About this exercise >>
Once more, print the records exactly as given.

Records shown >>
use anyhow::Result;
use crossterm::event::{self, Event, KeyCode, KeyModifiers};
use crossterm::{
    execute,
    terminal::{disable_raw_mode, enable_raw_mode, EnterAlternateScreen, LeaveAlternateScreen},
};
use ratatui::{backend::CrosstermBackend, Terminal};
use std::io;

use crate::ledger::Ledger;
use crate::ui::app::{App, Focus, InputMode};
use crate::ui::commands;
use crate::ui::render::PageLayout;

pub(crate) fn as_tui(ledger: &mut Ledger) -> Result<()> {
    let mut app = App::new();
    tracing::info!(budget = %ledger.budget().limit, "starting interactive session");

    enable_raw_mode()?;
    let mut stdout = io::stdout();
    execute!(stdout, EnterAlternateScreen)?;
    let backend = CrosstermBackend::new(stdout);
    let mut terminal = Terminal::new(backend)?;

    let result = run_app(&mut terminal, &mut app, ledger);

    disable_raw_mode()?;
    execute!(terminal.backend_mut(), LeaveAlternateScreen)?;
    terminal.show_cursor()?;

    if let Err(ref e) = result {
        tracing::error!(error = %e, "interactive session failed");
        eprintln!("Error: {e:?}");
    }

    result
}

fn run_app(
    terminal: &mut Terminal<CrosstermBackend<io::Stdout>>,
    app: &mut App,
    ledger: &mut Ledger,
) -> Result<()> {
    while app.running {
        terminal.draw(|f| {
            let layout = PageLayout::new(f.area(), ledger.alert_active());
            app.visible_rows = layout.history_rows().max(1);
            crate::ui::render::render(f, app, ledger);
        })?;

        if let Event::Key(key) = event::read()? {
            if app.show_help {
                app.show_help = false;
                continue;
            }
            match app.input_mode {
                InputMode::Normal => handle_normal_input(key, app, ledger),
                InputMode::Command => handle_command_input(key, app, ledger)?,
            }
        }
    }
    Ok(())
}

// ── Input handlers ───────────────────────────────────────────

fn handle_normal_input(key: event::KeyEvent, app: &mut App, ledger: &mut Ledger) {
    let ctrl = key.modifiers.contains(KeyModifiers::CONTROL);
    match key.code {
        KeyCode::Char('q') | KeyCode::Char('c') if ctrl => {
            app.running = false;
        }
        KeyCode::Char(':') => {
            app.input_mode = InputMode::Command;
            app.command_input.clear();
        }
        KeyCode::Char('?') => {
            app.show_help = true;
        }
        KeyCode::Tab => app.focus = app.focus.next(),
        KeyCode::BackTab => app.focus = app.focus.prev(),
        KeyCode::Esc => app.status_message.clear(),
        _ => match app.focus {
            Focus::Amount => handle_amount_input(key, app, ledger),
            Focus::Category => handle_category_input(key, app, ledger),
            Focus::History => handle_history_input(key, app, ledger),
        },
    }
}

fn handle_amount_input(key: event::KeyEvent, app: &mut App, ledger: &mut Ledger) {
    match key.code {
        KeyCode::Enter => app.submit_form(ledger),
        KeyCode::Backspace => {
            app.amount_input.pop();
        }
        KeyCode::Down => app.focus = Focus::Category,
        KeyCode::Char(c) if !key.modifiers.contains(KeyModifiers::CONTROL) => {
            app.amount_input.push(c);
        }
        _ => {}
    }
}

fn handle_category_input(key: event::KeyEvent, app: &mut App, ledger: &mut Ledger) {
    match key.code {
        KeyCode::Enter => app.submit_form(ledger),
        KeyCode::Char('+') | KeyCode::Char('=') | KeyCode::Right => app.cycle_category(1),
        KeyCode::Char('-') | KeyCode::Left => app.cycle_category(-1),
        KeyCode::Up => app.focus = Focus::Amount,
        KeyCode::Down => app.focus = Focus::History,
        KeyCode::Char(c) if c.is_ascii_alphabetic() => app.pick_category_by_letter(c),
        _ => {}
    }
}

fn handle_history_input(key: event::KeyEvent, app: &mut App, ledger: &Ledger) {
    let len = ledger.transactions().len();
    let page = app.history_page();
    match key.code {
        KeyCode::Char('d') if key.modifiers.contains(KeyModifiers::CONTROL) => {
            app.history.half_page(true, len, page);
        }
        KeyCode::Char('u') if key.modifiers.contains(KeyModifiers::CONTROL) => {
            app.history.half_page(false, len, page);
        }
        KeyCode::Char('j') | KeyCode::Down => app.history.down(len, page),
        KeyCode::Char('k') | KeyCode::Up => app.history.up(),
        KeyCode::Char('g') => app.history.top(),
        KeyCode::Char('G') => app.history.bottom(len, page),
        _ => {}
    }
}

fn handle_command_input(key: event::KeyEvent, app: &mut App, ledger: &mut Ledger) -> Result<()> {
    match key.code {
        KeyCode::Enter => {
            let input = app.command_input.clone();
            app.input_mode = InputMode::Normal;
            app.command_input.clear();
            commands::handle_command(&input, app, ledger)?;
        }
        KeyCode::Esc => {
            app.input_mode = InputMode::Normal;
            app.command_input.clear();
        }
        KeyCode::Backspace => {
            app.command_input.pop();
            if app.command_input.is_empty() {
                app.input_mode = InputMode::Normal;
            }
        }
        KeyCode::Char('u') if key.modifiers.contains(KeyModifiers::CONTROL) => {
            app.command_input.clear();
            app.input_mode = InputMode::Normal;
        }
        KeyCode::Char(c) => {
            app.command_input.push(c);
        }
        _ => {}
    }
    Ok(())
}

Output of the exercise >>
use anyhow::Result;
use crossterm::event::{self, Event, KeyCode, KeyModifiers};
use crossterm::{
    execute,
    terminal::{disable_raw_mode, enable_raw_mode, EnterAlternateScreen, LeaveAlternateScreen},
};
use ratatui::{backend::CrosstermBackend, Terminal};
use std::io;

use crate::ledger::Ledger;
use crate::ui::app::{App, Focus, InputMode};
use crate::ui::commands;
use crate::ui::render::PageLayout;

pub(crate) fn as_tui(ledger: &mut Ledger) -> Result<()> {
    let mut app = App::new();
    tracing::info!(budget = %ledger.budget().limit, "starting interactive session");

    enable_raw_mode()?;
    let mut stdout = io::stdout();
    execute!(stdout, EnterAlternateScreen)?;
    let backend = CrosstermBackend::new(stdout);
    let mut terminal = Terminal::new(backend)?;

    let result = run_app(&mut terminal, &mut app, ledger);

    disable_raw_mode()?;
    execute!(terminal.backend_mut(), LeaveAlternateScreen)?;
    terminal.show_cursor()?;

    if let Err(ref e) = result {
        tracing::error!(error = %e, "interactive session failed");
        eprintln!("Error: {e:?}");
    }

    result
}

fn run_app(
    terminal: &mut Terminal<CrosstermBackend<io::Stdout>>,
    app: &mut App,
    ledger: &mut Ledger,
) -> Result<()> {
    while app.running {
        terminal.draw(|f| {
            let layout = PageLayout::new(f.area(), ledger.alert_active());
            app.visible_rows = layout.history_rows().max(1);
            crate::ui::render::render(f, app, ledger);
        })?;

        if let Event::Key(key) = event::read()? {
            if app.show_help {
                app.show_help = false;
                continue;
            }
            match app.input_mode {
                InputMode::Normal => handle_normal_input(key, app, ledger),
                InputMode::Command => handle_command_input(key, app, ledger)?,
            }
        }
    }
    Ok(())
}

// ── Input handlers ───────────────────────────────────────────

fn handle_normal_input(key: event::KeyEvent, app: &mut App, ledger: &mut Ledger) {
    let ctrl = key.modifiers.contains(KeyModifiers::CONTROL);
    match key.code {
        KeyCode::Char('q') | KeyCode::Char('c') if ctrl => {
            app.running = false;
        }
        KeyCode::Char(':') => {
            app.input_mode = InputMode::Command;
            app.command_input.clear();
        }
        KeyCode::Char('?') => {
            app.show_help = true;
        }
        KeyCode::Tab => app.focus = app.focus.next(),
        KeyCode::BackTab => app.focus = app.focus.prev(),
        KeyCode::Esc => app.status_message.clear(),
        _ => match app.focus {
            Focus::Amount => handle_amount_input(key, app, ledger),
            Focus::Category => handle_category_input(key, app, ledger),
            Focus::History => handle_history_input(key, app, ledger),
        },
    }
}

fn handle_amount_input(key: event::KeyEvent, app: &mut App, ledger: &mut Ledger) {
    match key.code {
        KeyCode::Enter => app.submit_form(ledger),
        KeyCode::Backspace => {
            app.amount_input.pop();
        }
        KeyCode::Down => app.focus = Focus::Category,
        KeyCode::Char(c) if !key.modifiers.contains(KeyModifiers::CONTROL) => {
            app.amount_input.push(c);
        }
        _ => {}
    }
}

fn handle_category_input(key: event::KeyEvent, app: &mut App, ledger: &mut Ledger) {
    match key.code {
        KeyCode::Enter => app.submit_form(ledger),
        KeyCode::Char('+') | KeyCode::Char('=') | KeyCode::Right => app.cycle_category(1),
        KeyCode::Char('-') | KeyCode::Left => app.cycle_category(-1),
        KeyCode::Up => app.focus = Focus::Amount,
        KeyCode::Down => app.focus = Focus::History,
        KeyCode::Char(c) if c.is_ascii_alphabetic() => app.pick_category_by_letter(c),
        _ => {}
    }
}

fn handle_history_input(key: event::KeyEvent, app: &mut App, ledger: &Ledger) {
    let len = ledger.transactions().len();
    let page = app.history_page();
    match key.code {
        KeyCode::Char('d') if key.modifiers.contains(KeyModifiers::CONTROL) => {
            app.history.half_page(true, len, page);
        }
        KeyCode::Char('u') if key.modifiers.contains(KeyModifiers::CONTROL) => {
            app.history.half_page(false, len, page);
        }
        KeyCode::Char('j') | KeyCode::Down => app.history.down(len, page),
        KeyCode::Char('k') | KeyCode::Up => app.history.up(),
        KeyCode::Char('g') => app.history.top(),
        KeyCode::Char('G') => app.history.bottom(len, page),
        _ => {}
    }
}

fn handle_command_input(key: event::KeyEvent, app: &mut App, ledger: &mut Ledger) -> Result<()> {
    match key.code {
        KeyCode::Enter => {
            let input = app.command_input.clone();
            app.input_mode = InputMode::Normal;
            app.command_input.clear();
            commands::handle_command(&input, app, ledger)?;
        }
        KeyCode::Esc => {
            app.input_mode = InputMode::Normal;
            app.command_input.clear();
        }
        KeyCode::Backspace => {
            app.command_input.pop();
            if app.command_input.is_empty() {
                app.input_mode = InputMode::Normal;
            }
        }
        KeyCode::Char('u') if key.modifiers.contains(KeyModifiers::CONTROL) => {
            app.command_input.clear();
            app.input_mode = InputMode::Normal;
        }
        KeyCode::Char(c) => {
            app.command_input.push(c);
        }
        _ => {}
    }
    Ok(())
}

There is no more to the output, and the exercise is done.